BEIR Report VII (2005) Committee to Assess Health Risks from Exposure to Low Levels of Ionizing Radiation. Health Risks from Exposure to Low Levels of Ionizing Radiation. Washington, DC, National Academy Press.
Besides the reports cited in our book, there are many others you might like to read. In a previous blog entry, I discussed the report BIO2010: Transforming Undergraduate Education for Future Research Biologists, published by NAP. You can download a copy free. It discusses how we should teach physics to future life scientists. In another blog entry I discussed the book In the Beat of a Heart, which explores biological scaling. It is also published by the NAP.

Yet another report, published just last year, that will be of interest to readers of Intermediate Physics for Medicine and Biology is the NAP report Research at the Intersection of the Physical and Life Sciences. The report summary explains the goals of the report.
Today, while it still is convenient to classify most research in the natural sciences as either biological or physical, more and more scientists are quite deliberately and consciously addressing problems lying at the intersection of these traditional areas. This report focuses on their efforts. As directed by the charges in the statement of task (see Appendix A), the goals of the committee in preparing this report are several fold.
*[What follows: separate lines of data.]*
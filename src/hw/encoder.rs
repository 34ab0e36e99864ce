// SPDX-License-Identifier: MIT
// © 2025–2026 Christopher Liu

//! Wheel encoder edge inputs via the STM32F7 EXTI controller.
//!
//! Each wheel encoder produces one pulse per tick on its own GPIOA line. Lines 0 and 1 are
//! configured for rising-edge interrupts (EXTI0 and EXTI1); the handlers feed the tick counters.

use stm32f7xx_hal::pac;

/// EXTI line of the left encoder (PA0).
pub const LEFT_LINE: u8 = 0;
/// EXTI line of the right encoder (PA1).
pub const RIGHT_LINE: u8 = 1;

pub struct EncoderEdges {
    exti: pac::EXTI,
}

impl EncoderEdges {
    /// Route PA0/PA1 to EXTI0/EXTI1 and enable rising-edge interrupts on both lines.
    ///
    /// The pins must already be inputs. The NVIC lines are unmasked by the caller.
    pub fn new(exti: pac::EXTI, syscfg: &pac::SYSCFG) -> Self {
        let rcc = unsafe { &*pac::RCC::ptr() };
        rcc.apb2enr.modify(|_, w| w.syscfgen().set_bit());

        // Port A on lines 0 and 1
        syscfg
            .exticr1
            .modify(|r, w| unsafe { w.bits(r.bits() & !0xFF) });

        let mask = (1 << LEFT_LINE) | (1 << RIGHT_LINE);
        exti.rtsr.modify(|r, w| unsafe { w.bits(r.bits() | mask) });
        exti.ftsr.modify(|r, w| unsafe { w.bits(r.bits() & !mask) });
        exti.pr.write(|w| unsafe { w.bits(mask) });
        exti.imr.modify(|r, w| unsafe { w.bits(r.bits() | mask) });

        Self { exti }
    }

    /// Acknowledge an edge on `line`. Call at the top of the line's handler.
    #[inline]
    pub fn clear(line: u8) {
        let exti = unsafe { &*pac::EXTI::ptr() };
        exti.pr.write(|w| unsafe { w.bits(1 << line) });
    }

    pub fn free(self) -> pac::EXTI {
        self.exti
    }
}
The first goal is to provide a conceptual framework for assessing work in this area—that is, a sense of coherence for those not engaged in this research about the big objectives of the field and why it is worthy of attention from fellow scientists and programmatic focus by funding agencies. The second goal is to assess current work using that framework and to point out some of the more promising opportunities for future efforts, such as research that could significantly benefit society. The third and final goal of the report is to set out strategies for realizing those benefits—ways to enable and enhance collaboration so that the United States can take full advantage of the opportunities at this intersection.
An older report that covers much of the material that is in the last half of Intermediate Physics for Medicine and Biology is Mathematics and Physics of Emerging Biomedical Imaging (1996). Finally, yet another useful report is Advancing Nuclear Medicine Through Innovation (2007).

All this and more is now available at no cost. Who says there’s no such thing as a free lunch?